We thus see why Jefferson focused on inalienable rights in his effort to fasten the charge of tyranny on the British government. The violation of inalienable rights was a defining characteristic of a tyrannical government, and only against such a government is revolution justified.

Although this basic argument can be found in John Locke’s Second Treatise of Government, Locke never actually used the word “inalienable” (or “unalienable”) in regard to rights. We do find this terminology, however, in an early book by the Scottish (and Lockean) philosopher Francis Hutcheson.

In An Inquiry into the Original of Our Ideas of Beauty and Virtue (1725), Hutcheson discusses an “important Difference of Rights, according as they are Alienable or Unalienable.” In order for a right to be alienable, it must “be possible for us in Fact to transfer our Right.” Some rights, such as “the Right of private judgment,” cannot be transferred because they flow directly from our nature as moral agents, and we cannot transfer our faculties of volition and judgment to other people, as we might transfer a piece of external property. In “the same way,” Hutcheson continues, “a direct Right over our Lives or Limbs, is not alienable to any Person; so that he might at Pleasure put us to death, or maim us.”

Hutcheson clearly states the political implications when inalienable rights are violated by government:

[A]ll human Power, or Authority, must consist of a Right transferr’d to any Person or Council, to dispose of the alienable rights of others; and that consequently, there can be no Government so absolute, as to have even an external Right to do or command everything. For wherever any Invasion is made upon unalienable Rights, there must arise either a perfect, or external Right of Resistance…. Unalienable Rights are essential Limitations in all Governments.

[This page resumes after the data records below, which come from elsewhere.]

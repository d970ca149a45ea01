//! Cost-free placement: permanents entering, tokens, searches, and
//! activated abilities.

use std::sync::Arc;

use tracing::{debug, instrument, warn, Level};

use super::BoardState;
use crate::cards::TriggerEvent;
use crate::core::{EngineError, EngineResult, EntityId};
use crate::effects::{Destination, EffectContext, EffectResolver, SearchSpec, SearchZone, TokenSpec};
use crate::mana::solver;
use crate::triggers::TriggerDispatcher;
use crate::zones::{ZoneKind, ZonePosition};

impl BoardState {
    /// Put a permanent onto the battlefield without paying for it.
    ///
    /// Lands go through the land path (landfall fires); other permanents
    /// fire their own `etb`. Nothing is recorded as a cast. Returns the
    /// battlefield zone the card entered.
    #[instrument(level = Level::DEBUG, skip(self))]
    pub fn put_onto_battlefield(&mut self, entity: EntityId, from: ZoneKind, tapped: bool) -> EngineResult<ZoneKind> {
        let def = match self.card(entity) {
            Some(card) if card.zone == from => card.def.clone(),
            _ => {
                return Err(EngineError::CardNotInExpectedZone {
                    card: entity,
                    expected: from,
                })
            }
        };

        if def.is_land() {
            let tapped = self.enter_land(entity, from, tapped)?;
            return Ok(if tapped {
                ZoneKind::TappedLands
            } else {
                ZoneKind::UntappedLands
            });
        }

        let zone = Self::permanent_zone(&def).ok_or(EngineError::UnsupportedCategory(def.category))?;
        self.enter_permanent(entity, from, zone, tapped, 0)?;
        Ok(zone)
    }

    /// Move a non-land permanent onto the battlefield and fire its `etb`
    /// with `x` bound to the X paid for it.
    ///
    /// Untapped non-creature mana producers add their mana right away.
    pub(crate) fn enter_permanent(
        &mut self,
        entity: EntityId,
        from: ZoneKind,
        zone: ZoneKind,
        tapped: bool,
        x: u32,
    ) -> EngineResult<()> {
        self.move_card(entity, from, zone)?;

        let mut mana = Vec::new();
        if let Some(card) = self.cards.get_mut(&entity) {
            card.tapped = tapped;
            if !tapped && zone != ZoneKind::Creatures && Self::produces_free_mana(&card.def) {
                mana = card.def.produces.clone();
            }
        }
        for unit in mana {
            self.pool.add(unit);
        }

        TriggerDispatcher::execute_with_x(self, TriggerEvent::Etb, entity, x);
        Ok(())
    }

    /// Create a token from a template and fire its `etb`.
    pub fn create_token(&mut self, spec: &TokenSpec) -> EngineResult<EntityId> {
        let def = spec.to_definition();
        let zone = Self::permanent_zone(&def).ok_or(EngineError::UnsupportedCategory(def.category))?;

        let id = self.alloc_entity();
        let mut card = crate::cards::CardInstance::new(id, Arc::new(def), ZoneKind::Exile);
        card.is_token = true;
        self.cards.insert(id, card);
        // Tokens are created outside the game and move in.
        self.zones.add(id, ZoneKind::Exile, ZonePosition::Back);
        self.enter_permanent(id, ZoneKind::Exile, zone, false, 0)?;

        debug!(token = %id, name = %spec.name, %zone, "token created");
        Ok(id)
    }

    /// Activate the `index`th activated ability of a permanent.
    ///
    /// Pays the mana cost, taps the source if required, then resolves the
    /// effects. Nothing changes if the cost cannot be paid.
    #[instrument(level = Level::DEBUG, skip(self))]
    pub fn activate(&mut self, entity: EntityId, index: usize) -> EngineResult<()> {
        let card = self
            .card(entity)
            .filter(|c| c.zone.is_battlefield())
            .ok_or(EngineError::NotOnBattlefield(entity))?;
        let def = card.def.clone();
        let ability = def
            .activated
            .get(index)
            .ok_or(EngineError::NoSuchAbility { card: entity, index })?;
        if ability.tap && card.tapped {
            return Err(EngineError::AlreadyTapped(entity));
        }
        if !solver::can_pay(&ability.cost, &self.pool) {
            return Err(EngineError::InsufficientMana);
        }

        let spent = solver::pay(&ability.cost, &mut self.pool)?;
        self.mana_spent += spent;
        if ability.tap {
            self.tap(entity)?;
        }

        debug!(%entity, name = %def.name, index, spent, "ability activated");
        let ctx = EffectContext::from_source(entity, &def.oracle_text);
        EffectResolver::apply_all(self, &ability.effects, &ctx);
        Ok(())
    }

    /// Search the library or graveyard and move what is found.
    ///
    /// A library search always ends with a shuffle; cards headed for the
    /// top of the library are placed after it. Returns the cards found.
    #[instrument(level = Level::DEBUG, skip(self, oracle_text))]
    pub fn search(&mut self, spec: &SearchSpec, oracle_text: &str) -> EngineResult<Vec<EntityId>> {
        let from = match spec.zone {
            SearchZone::Library => ZoneKind::Library,
            SearchZone::Graveyard => ZoneKind::Graveyard,
        };
        let destination = spec.destination_for(oracle_text);

        let found: Vec<EntityId> = self
            .cards_in(from)
            .iter()
            .copied()
            .filter(|&id| self.card(id).is_some_and(|c| spec.filter.matches(&c.def)))
            .take(spec.count as usize)
            .collect();

        for &id in &found {
            match destination {
                Destination::Hand => self.move_card(id, from, ZoneKind::Hand)?,
                Destination::Graveyard if from == ZoneKind::Graveyard => {}
                Destination::Graveyard => self.move_card(id, from, ZoneKind::Graveyard)?,
                Destination::Battlefield => {
                    let placed = self.put_onto_battlefield(id, from, spec.tapped);
                    if let Err(EngineError::UnsupportedCategory(category)) = placed {
                        warn!(%id, ?category, "searched card cannot enter the battlefield");
                        self.move_card(id, from, ZoneKind::Hand)?;
                    } else {
                        placed?;
                    }
                }
                Destination::LibraryTop => {}
            }
        }

        if from == ZoneKind::Library {
            self.shuffle_library();
        }
        if destination == Destination::LibraryTop {
            for &id in found.iter().rev() {
                self.move_card_at(id, from, ZoneKind::Library, ZonePosition::Front)?;
            }
        }

        debug!(?found, ?destination, "search resolved");
        Ok(found)
    }
}

#[cfg(test)]
mod tests {
    use super::*;
    use crate::cards::{ActivatedAbility, CardDefinition, CardFilter, Category, TriggeredAbility, LOYALTY};
    use crate::core::{GameRng, SimConfig};
    use crate::effects::Effect;
    use crate::mana::{ManaCost, ManaSymbol, ManaUnit};

    fn board() -> BoardState {
        BoardState::empty(SimConfig::new(), GameRng::new(11))
    }

    #[test]
    fn test_put_onto_battlefield_fires_etb() {
        let def = CardDefinition::new("Scout", Category::Creature)
            .with_stats(1, 1)
            .with_trigger(TriggeredAbility::new(TriggerEvent::Etb).with_effect(Effect::GainLife(3)));
        let mut board = board();
        let scout = board.add_card(Arc::new(def), ZoneKind::Graveyard);

        let zone = board.put_onto_battlefield(scout, ZoneKind::Graveyard, false).unwrap();
        assert_eq!(zone, ZoneKind::Creatures);
        assert_eq!(board.life, 43);
        assert_eq!(board.total_plays, 0);
        assert!(board.play_log.is_empty());
    }

    #[test]
    fn test_put_onto_battlefield_rejects_spells() {
        let mut board = board();
        let bolt = board.add_card(Arc::new(CardDefinition::new("Bolt", Category::Instant)), ZoneKind::Library);
        assert_eq!(
            board.put_onto_battlefield(bolt, ZoneKind::Library, false).unwrap_err(),
            EngineError::UnsupportedCategory(Category::Instant)
        );
        assert_eq!(board.zone_of(bolt), Some(ZoneKind::Library));
    }

    #[test]
    fn test_planeswalker_enters_with_loyalty() {
        let def = CardDefinition::new("Walker", Category::Planeswalker).with_loyalty(3);
        let mut board = board();
        let walker = board.add_card(Arc::new(def), ZoneKind::Hand);
        board.put_onto_battlefield(walker, ZoneKind::Hand, false).unwrap();
        assert_eq!(board.card(walker).unwrap().counter(LOYALTY), 3);
    }

    #[test]
    fn test_mana_rock_adds_mana_on_entry() {
        let def = CardDefinition::new("Mind Stone", Category::Artifact)
            .producing(ManaUnit::single(ManaSymbol::Colorless));
        let mut board = board();
        let rock = board.add_card(Arc::new(def), ZoneKind::Hand);
        board.put_onto_battlefield(rock, ZoneKind::Hand, false).unwrap();
        assert_eq!(board.pool.len(), 1);
    }

    #[test]
    fn test_tokens_vanish_when_leaving() {
        let mut board = board();
        let token = board.create_token(&TokenSpec::creature("Soldier", 1, 1)).unwrap();
        assert_eq!(board.zone_of(token), Some(ZoneKind::Creatures));
        assert!(board.card(token).unwrap().is_token);

        board.move_to_graveyard(token, ZoneKind::Creatures).unwrap();
        assert!(board.card(token).is_none());
        assert_eq!(board.zone_of(token), None);
        assert!(board.is_consistent());
    }

    #[test]
    fn test_activate_taps_and_resolves() {
        let def = CardDefinition::new("City of Brass", Category::Land).with_activated(
            ActivatedAbility::new(ManaCost::free(), true).with_effect(Effect::add_mana(ManaUnit::any())),
        );
        let mut board = board();
        let city = board.add_card(Arc::new(def), ZoneKind::UntappedLands);

        board.activate(city, 0).unwrap();
        assert_eq!(board.pool.units(), &[ManaUnit::any()]);
        assert_eq!(board.zone_of(city), Some(ZoneKind::TappedLands));

        assert_eq!(board.activate(city, 0).unwrap_err(), EngineError::AlreadyTapped(city));
        assert_eq!(
            board.activate(city, 3).unwrap_err(),
            EngineError::NoSuchAbility { card: city, index: 3 }
        );
    }

    #[test]
    fn test_activate_insufficient_mana_changes_nothing() {
        let def = CardDefinition::new("Tower", Category::Artifact).with_activated(
            ActivatedAbility::new(ManaCost::free().plus_generic(2), true).with_effect(Effect::draw(1)),
        );
        let mut board = board();
        let tower = board.add_card(Arc::new(def), ZoneKind::Artifacts);
        board.pool.add(ManaUnit::single(ManaSymbol::Red));

        assert_eq!(board.activate(tower, 0).unwrap_err(), EngineError::InsufficientMana);
        assert_eq!(board.pool.len(), 1);
        assert!(!board.card(tower).unwrap().tapped);
    }

    #[test]
    fn test_search_to_battlefield_tapped() {
        let forest = CardDefinition::new("Forest", Category::Land)
            .basic()
            .producing(ManaUnit::single(ManaSymbol::Green));
        let mut board = board();
        let land = board.add_card(Arc::new(forest), ZoneKind::Library);
        board.add_card(Arc::new(CardDefinition::new("Bear", Category::Creature)), ZoneKind::Library);

        let spec = SearchSpec::new(CardFilter::category(Category::Land)).tapped();
        let found = board
            .search(&spec, "Search your library for a basic land card, put it onto the battlefield tapped")
            .unwrap();
        assert_eq!(found, vec![land]);
        assert_eq!(board.zone_of(land), Some(ZoneKind::TappedLands));
        assert!(board.pool.is_empty());
    }

    #[test]
    fn test_search_to_library_top() {
        let mut board = board();
        for _ in 0..5 {
            board.add_card(Arc::new(CardDefinition::new("Filler", Category::Sorcery)), ZoneKind::Library);
        }
        let wanted = board.add_card(Arc::new(CardDefinition::new("Wanted", Category::Creature)), ZoneKind::Library);

        let spec = SearchSpec::new(CardFilter::default().with_name("Wanted"));
        board.search(&spec, "put that card on top of your library").unwrap();
        assert_eq!(board.library()[0], wanted);
        assert!(board.is_consistent());
    }

    #[test]
    fn test_search_graveyard_to_hand() {
        let mut board = board();
        let bear = board.add_card(Arc::new(CardDefinition::new("Bear", Category::Creature)), ZoneKind::Graveyard);

        let spec = SearchSpec::new(CardFilter::category(Category::Creature)).in_graveyard();
        assert_eq!(board.search(&spec, "").unwrap(), vec![bear]);
        assert_eq!(board.zone_of(bear), Some(ZoneKind::Hand));
    }
}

As indicated by Hutcheson’s mention of “perfect” and “external” rights, the doctrine of inalienable rights presupposed a rather elaborate theory of natural rights. Space does not permit a discussion of that theory here. (I will discuss it in detail later in a separate essay on natural rights.) Suffice it to say that the distinction between alienable and inalienable rights had become commonplace by the time Jefferson wrote the Declaration in 1776. It is found in the standard works on natural law familiar to eighteenth‐​century Americans, such as that written by Jean‐​Jacques Burlamaqui, The Principles of Natural and Politic Law (1747, 1751).

Among American writers, the distinction between alienable and inalienable rights was frequently invoked by defenders of religious freedom. Perhaps the best example of this was published in 1744 by the dissenting minister Elisha Williams: The Essential Rights and Liberties of Protestants: A seasonable Plea for The Liberty of Conscience, and The Right of private Judgment, in Matters of Religion, Without any Controul from human Authority.

After designating freedom of conscience as an “unalienable right,” Williams explains:

This I say, I take to be an original right of the humane nature, and so far from being given up by the individuals of a community [in a social contract] that it cannot be given up by them if they should be so weak as to offer it…. Whence it follows, the rights of conscience are sacred and equal in all, and strictly speaking unalienable…. A man may alienate some branches of his property and give up his right in them to others; but he cannot transfer the rights of conscience, unless he could destroy his rational and moral powers, or substitute some other to be judged for him at the tribunal of God.

Although the appeal to inalienable rights first arose in the context of religious freedom, it was quickly extended to spheres other than religion, as we find in Jefferson’s appeal to the inalienable rights of “life, liberty and the pursuit of happiness.” As I explained in my first Lib​er​tar​i​an​ism​.org essay, this was one of the most significant developments in the history of libertarian thought.